When a hurricane makes landfall, the winds push the ocean onto the land — this is called a storm surge. The height of the surge on land is dependent on several factors.
The strength of the wind and the rate of forward motion of the storm are critical in determining how much water is forced up onto the land. The diameter of the hurricane will also determine how much water is blown inland — the wider the storm, the more water is pushed in, and over a greater area. If the water is shallow offshore, the surge will be deeper on land. Naturally, the elevation of the land is important as well.
The water off the Gulf Coast is shallow, and the elevation inland is only a few feet. This area is prime territory for devastating and deeply penetrating storm surges.
Should a major hurricane push the spill towards the Gulf Coast, there will be nothing that can be done to stop it. No amount of planning or engineering will help. No number of visits to the Gulf by the president or any other official will stop the inevitable.
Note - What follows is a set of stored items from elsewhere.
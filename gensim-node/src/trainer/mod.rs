//! Training collaborator boundary
//!
//! The job loop never touches numeric training directly; it only asks a
//! [`Trainer`] for one metric per step. Anything satisfying the trait can
//! back a node: the default simulated loss curve, or a scripted fake in
//! tests.

mod simulated;

pub use simulated::SimulatedTrainer;

use async_trait::async_trait;

use crate::error::StepError;

/// One-step-at-a-time training backend
///
/// The loop calls `step` exactly once per step index within a job and
/// `reset` exactly once when the job ends, fails, or is aborted.
#[async_trait]
pub trait Trainer: Send {
    /// Produces the metric (loss) for one step
    ///
    /// This is the loop's awaited suspension point; implementations may take
    /// arbitrarily long, and the loop may drop the future if the node is
    /// stopped mid-step.
    ///
    /// # Arguments
    /// * `step_index` - 1-based index of the step within the current job
    async fn step(&mut self, step_index: u32) -> std::result::Result<f64, StepError>;

    /// Releases any per-job resources
    ///
    /// Called when a job completes, fails, or is abandoned; must be safe to
    /// call before any step has run.
    fn reset(&mut self);
}
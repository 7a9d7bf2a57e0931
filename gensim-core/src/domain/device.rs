//! Device domain model
//!
//! Represents the simulated GPU a node contributes to the network.

use serde::{Deserialize, Serialize};

/// A simulated compute device
///
/// Chosen from the catalog before a run starts and fixed until the node
/// returns to Idle or Stopped.
#[derive(Debug, Clone, PartialEq, Serialize, Deserialize)]
pub struct Device {
    /// Display name (e.g., "RTX 4090")
    pub name: String,

    /// Throughput relative to the baseline device
    ///
    /// Faster devices finish steps sooner and earn proportionally more.
    /// Always positive.
    pub relative_speed: f64,
}

impl Device {
    pub fn new(name: impl Into<String>, relative_speed: f64) -> Self {
        Self {
            name: name.into(),
            relative_speed,
        }
    }
}

impl std::fmt::Display for Device {
    fn fmt(&self, f: &mut std::fmt::Formatter<'_>) -> std::fmt::Result {
        write!(f, "{} (x{:.1})", self.name, self.relative_speed)
    }
}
The storm surge will drive the water, and the oil, miles inland. Everything in its path will be coated in a greasy bath of crude.
Even the wind will have oil in it.
In New England, I have witnessed hurricanes and tropical storms that have blown salt spray many miles inland from the coast. The leaves of inland trees eventually turn brown and fall off. In the case of the Gulf, it will be oil spraying the trees, buildings, and anything else in the way. How far inland this oily mess will blow is anyone’s guess, but it could be unprecedented in its economic and environmental damage.
The recovery period after a hurricane can take years. It was 10 years until some communities fully recovered from Hurricane Andrew in South Florida, though some communities never recovered at all. The New Orleans area is still putting itself back together after Katrina in 2005. The recovery period after an “oilicane” will be hard to forecast, but the human and natural loss could be historic.